As with many of the illegal regime's ambitious measures for a so-called fair society, its plan for the next election (supposedly 2014), will require anyone over 15 to be fingerprinted and photographed.
According to the illegal attorney general and Minister for Elections, Aiyaz Sayed Khaiyum, preparations for electronic voter registration in time for the 2014 General Elections, will reduce costs and improve sustainability for both national and municipality elections.
He told Fiji media the registration uniquely identifies every individual voter based on their bio-data and unique finger print.
“Using birth certificates or passports as the primary identifier or requirement for registration, the voting system is designed to speed up the process and help eliminate cheating for voter impersonation."
Khaiyum says the new electronic voter registration system "will require conducting a nationwide registration exercise inclusive of fingerprints, and photographs of all citizens who are now 15 years old and above."
Electronic voter registration has been used in the United States, India, Brazil and most South East Asian countries like Bangladesh.
But critics say it is not fool proof and is not secure as paper ballots. It's also unreliable because of the possibility if electronic failure.

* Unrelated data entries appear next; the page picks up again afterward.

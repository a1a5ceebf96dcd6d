//! Scripted AIProvider for tests and local runs without an OpenAI key.
//!
//! ```ignore
//! let provider = MockAIProvider::new()
//!     .with_response("Use 4,000 psi mix for the slab.")
//!     .with_error(MockError::RateLimited { retry_after_secs: 5 });
//! ```

use async_trait::async_trait;
use std::collections::VecDeque;
use std::sync::{Arc, Mutex, MutexGuard, PoisonError};

use crate::ports::{
    AIError, AIProvider, CompletionRequest, CompletionResponse, FinishReason, ProviderInfo,
    TokenUsage,
};

const MOCK_MODEL: &str = "mock-model-1";

/// Provider that answers from a script and records what it was asked.
///
/// Clones share the script and the call log.
#[derive(Debug, Clone, Default)]
pub struct MockAIProvider {
    state: Arc<Mutex<MockState>>,
}

#[derive(Debug, Default)]
struct MockState {
    script: VecDeque<MockResponse>,
    calls: Vec<CompletionRequest>,
}

/// One scripted answer.
#[derive(Debug, Clone)]
pub enum MockResponse {
    Success { content: String, usage: TokenUsage },
    Error(MockError),
}

/// Provider failures a script can inject.
#[derive(Debug, Clone)]
pub enum MockError {
    AuthenticationFailed,
    AccessForbidden { message: String },
    QuotaExceeded { message: String },
    RateLimited { retry_after_secs: u32 },
    Unavailable { message: String },
    Network { message: String },
    Timeout { timeout_secs: u32 },
}

impl From<MockError> for AIError {
    fn from(err: MockError) -> Self {
        match err {
            MockError::AuthenticationFailed => AIError::AuthenticationFailed,
            MockError::AccessForbidden { message } => AIError::access_forbidden(message),
            MockError::QuotaExceeded { message } => AIError::quota_exceeded(message),
            MockError::RateLimited { retry_after_secs } => AIError::rate_limited(retry_after_secs),
            MockError::Unavailable { message } => AIError::unavailable(message),
            MockError::Network { message } => AIError::network(message),
            MockError::Timeout { timeout_secs } => AIError::Timeout { timeout_secs },
        }
    }
}

impl MockAIProvider {
    pub fn new() -> Self {
        Self::default()
    }

    fn state(&self) -> MutexGuard<'_, MockState> {
        self.state.lock().unwrap_or_else(PoisonError::into_inner)
    }

    /// Appends a reply to the script.
    pub fn with_response(self, content: impl Into<String>) -> Self {
        self.state().script.push_back(MockResponse::Success {
            content: content.into(),
            usage: TokenUsage::new(10, 20),
        });
        self
    }

    /// Appends a failure to the script.
    pub fn with_error(self, error: MockError) -> Self {
        self.state().script.push_back(MockResponse::Error(error));
        self
    }

    pub fn call_count(&self) -> usize {
        self.state().calls.len()
    }

    /// Requests received so far, oldest first.
    pub fn get_calls(&self) -> Vec<CompletionRequest> {
        self.state().calls.clone()
    }
}

#[async_trait]
impl AIProvider for MockAIProvider {
    async fn complete(&self, request: CompletionRequest) -> Result<CompletionResponse, AIError> {
        let next = {
            let mut state = self.state();
            state.calls.push(request);
            state.script.pop_front()
        };

        // An exhausted script keeps answering with a canned reply.
        let (content, usage) = match next {
            Some(MockResponse::Error(err)) => return Err(err.into()),
            Some(MockResponse::Success { content, usage }) => (content, usage),
            None => ("Mock response".to_string(), TokenUsage::new(5, 10)),
        };

        Ok(CompletionResponse {
            content,
            usage,
            model: MOCK_MODEL.to_string(),
            finish_reason: FinishReason::Stop,
        })
    }

    fn provider_info(&self) -> ProviderInfo {
        ProviderInfo::new("mock", MOCK_MODEL, 16385)
    }
}

#[cfg(test)]
mod tests {
    use super::*;
    use crate::domain::foundation::TraceId;
    use crate::domain::chat::Turn;
    use crate::ports::RequestMetadata;

    fn ask(text: &str) -> CompletionRequest {
        CompletionRequest::new(RequestMetadata::new(TraceId::new()))
            .with_turns(vec![Turn::user(text)])
    }

    #[tokio::test]
    async fn script_is_consumed_in_order_then_canned_reply() {
        let provider = MockAIProvider::new()
            .with_response("Pour on Tuesday.")
            .with_error(MockError::RateLimited { retry_after_secs: 30 });

        let first = provider.complete(ask("When to pour?")).await.unwrap();
        assert_eq!(first.content, "Pour on Tuesday.");
        assert_eq!(first.model, MOCK_MODEL);

        let second = provider.complete(ask("And then?")).await.unwrap_err();
        assert_eq!(second, AIError::rate_limited(30));

        let third = provider.complete(ask("Anything else?")).await.unwrap();
        assert_eq!(third.content, "Mock response");
    }

    #[tokio::test]
    async fn clones_share_the_call_log() {
        let provider = MockAIProvider::new();
        let observer = provider.clone();

        provider.complete(ask("Rebar size?")).await.unwrap();

        assert_eq!(observer.call_count(), 1);
        assert_eq!(observer.get_calls()[0].messages[0].content, "Rebar size?");
    }

    #[test]
    fn injected_errors_keep_their_class() {
        let err: AIError = MockError::AccessForbidden {
            message: "billing hold".to_string(),
        }
        .into();
        assert_eq!(err, AIError::access_forbidden("billing hold"));

        let err: AIError = MockError::Timeout { timeout_secs: 30 }.into();
        assert_eq!(err, AIError::Timeout { timeout_secs: 30 });
    }

    #[test]
    fn provider_info_names_the_mock() {
        let info = MockAIProvider::new().provider_info();
        assert_eq!(info.name, "mock");
        assert_eq!(info.model, MOCK_MODEL);
    }
}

In Indonesia, where illegal Prime Minister Frank Bainimarama was earlier this year discussing with election officials there how they could support the Fiji elections, critics say the system penalises people in rural communities who are computer illiterate.
In Fiji, many people, especially those in the village, have never even used computers.
For the system to be fair, a lot of money will need to be spent on establishing the system and making sure people are trained to use it accurately and to make sure voters understand how it works.
In Fiji, where power blackouts are common, breakdowns could be a real issue.
Most countries that use electronic voting have huge populations; Fiji is just 800,000 - why does the illegal regime want this costly system?